A while ago someone asked me what it was like to work in Systems Development at a large firm. I shared with them my experience:
Long hours. Long. My first job out of college, and my introduction to the corporate world, was in systems development. We regularly worked 50-60 hour weeks and sometimes mandatory weekends, but systems development and programming are always salaried positions so you will never get overtime pay. Employers hire programmers as overtime-exempt because they know how much you will end up working and don’t want to pay you overtime.
Imagine it’s 4:45pm and you’re ready to go home and some unforeseen difficulty comes up and you’re told you’re not allowed to leave until the issue is resolved. The only problem is you have no idea wtf is going on because it’s some other guy’s code who doesn’t even work there anymore.

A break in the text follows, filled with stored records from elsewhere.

// =============================================================================
// Vendor request throttle — process-wide minimum inter-request spacing
// =============================================================================
//
// The vendor tolerates at most 10 requests per second from one deployment, so
// every outbound call first acquires this gate. It is a single-holder lock:
// the waiter that owns the inner mutex sleeps out the remaining spacing while
// holding it, which serializes all callers and spaces requests by at least
// `min_interval` without any free-running global counters.
// =============================================================================

use tokio::sync::Mutex;
use tokio::time::{sleep_until, Duration, Instant};
use tracing::trace;

/// Default spacing between vendor requests (10 req/s process-wide).
pub const DEFAULT_MIN_INTERVAL: Duration = Duration::from_millis(100);

pub struct Throttle {
    last_request: Mutex<Option<Instant>>,
    min_interval: Duration,
}

impl Throttle {
    pub fn new(min_interval: Duration) -> Self {
        Self {
            last_request: Mutex::new(None),
            min_interval,
        }
    }

    /// Block until the caller may issue the next vendor request.
    ///
    /// Returns only once at least `min_interval` has elapsed since the
    /// previous acquisition; the permit is consumed by returning.
    pub async fn acquire(&self) {
        let mut last = self.last_request.lock().await;
        if let Some(prev) = *last {
            let due = prev + self.min_interval;
            let now = Instant::now();
            if now < due {
                trace!(wait_ms = (due - now).as_millis() as u64, "throttling vendor request");
                sleep_until(due).await;
            }
        }
        *last = Some(Instant::now());
    }
}

impl Default for Throttle {
    fn default() -> Self {
        Self::new(DEFAULT_MIN_INTERVAL)
    }
}

impl std::fmt::Debug for Throttle {
    fn fmt(&self, f: &mut std::fmt::Formatter<'_>) -> std::fmt::Result {
        f.debug_struct("Throttle")
            .field("min_interval", &self.min_interval)
            .finish()
    }
}

// ---------------------------------------------------------------------------
// Tests
// ---------------------------------------------------------------------------
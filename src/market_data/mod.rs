pub mod aggregator;
pub mod candle;
pub mod source;
pub mod throttle;
pub mod vendor;

// Re-export the types most of the crate touches (e.g. `use crate::market_data::Candle`).
pub use aggregator::CandleAggregator;
pub use candle::{Candle, Interval};
pub use source::{MarketDataSource, MAX_PAGE_LIMIT};
pub use throttle::Throttle;
pub use vendor::VendorClient;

Well, go get some dinner and bring it back to your desk to eat because you’ll be there until at least 10pm trying to figure out what the hell the other guy was thinking because he didn’t put any comments in his code, nor did he leave any documentation, and plan on spending another 2 or 3 hours trying to fix and unit-test your fix despite the fact that it’s for some project with which you weren’t even involved and has no documentation, and then finally at midnight you’re fucking exhausted and you decide that this will take at least a week to fix and will require a team of people so you devise a workaround which must be tested and then you have to write SOP (standard operating procedure) documentation for your workaround and distribute it to everyone on the team before you leave.

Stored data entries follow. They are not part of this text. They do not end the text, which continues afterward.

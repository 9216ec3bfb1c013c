// =============================================================================
// Market-data source trait — the seam between the engine and the vendor
// =============================================================================

use async_trait::async_trait;

use crate::error::CoreResult;
use crate::market_data::candle::{Candle, Interval};

/// Largest candle page a single request may return.
pub const MAX_PAGE_LIMIT: u32 = 1000;

/// The two operations the core needs from the historical-data vendor.
///
/// Implementations must return candles that are complete, strictly
/// time-ordered, and aligned to interval boundaries. The replay engine and
/// the aggregator only ever talk to this trait, which is what lets the test
/// suite substitute a deterministic in-memory vendor.
#[async_trait]
pub trait MarketDataSource: Send + Sync {
    /// Fetch up to `limit` candles (capped at [`MAX_PAGE_LIMIT`]) for
    /// `symbol` at `interval`, optionally bounded by `start_time` /
    /// `end_time` (both ms, inclusive of candles opening at `start_time`).
    async fn fetch_candles(
        &self,
        symbol: &str,
        interval: Interval,
        limit: u32,
        start_time: Option<i64>,
        end_time: Option<i64>,
    ) -> CoreResult<Vec<Candle>>;

    /// Open time (ms) of the oldest candle the vendor has for `symbol`.
    async fn earliest_available(&self, symbol: &str) -> CoreResult<i64>;
}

So the actual fix get shifted to the next iteration which now must be done by a team of people in addition to everything else that was already planned for that iteration, and so now you have an additional 40 hours of work times 5 people on that sub-team (200 hours total of extra work) that wasn’t allotted for originally yet for which your team can bill the client. Keep in mind, however, that you won’t see any of that extra money despite the fact that you busted ass until 2am coming up with the analysis for the fix for the project that was the result of someone else’s shitty programming in the first place, and you know that this will manifest itself in an additional 40 hours spread over the timeframe of 2 weeks for you, so now during your next 2 weeks, instead of your “normal” 50 hour week, you will be working 70 hour weeks along with the other people who were unlucky enough to be put on the same project as you.
And you know what? Near the 70th hour of your second week, after not seeing your family or going to the gym or even being able to eat a home-cooked dinner because you’ve been eating at your desk and you can’t remember the last time you left the office before 11pm, just when you think you’re about to complete that project, one of the lead system analysts will come up to you and let you know of another “urgent” issue that “has to be fixed before tomorrow” and you will be staying until 1am again to fix it.
And this is on a regular basis.
Now you know why, after years of putting up with this, I quit that job with 2 days notice.
Did I write this article?
Wow how amazing that so many individals hate the corporate world!! So may Egos under one umbrella, so many Egos talking through their backsides with inadequate training programmes, inadequate information and living in the Fools paradise. Power hungry freaks with one massive number on their backs being :number one: is what it is all about?
But for whom?…..Age brings realism and normality to many! Thank God…
wow nice article. I am on an internship with s&p right now and I love corporate world. The only thing I would say I really don’t like is the fact that bright red hair on a young black woman is looked down upon 🙁 but thanks for this. I want to get into programming not systems but application dev. Thanks again.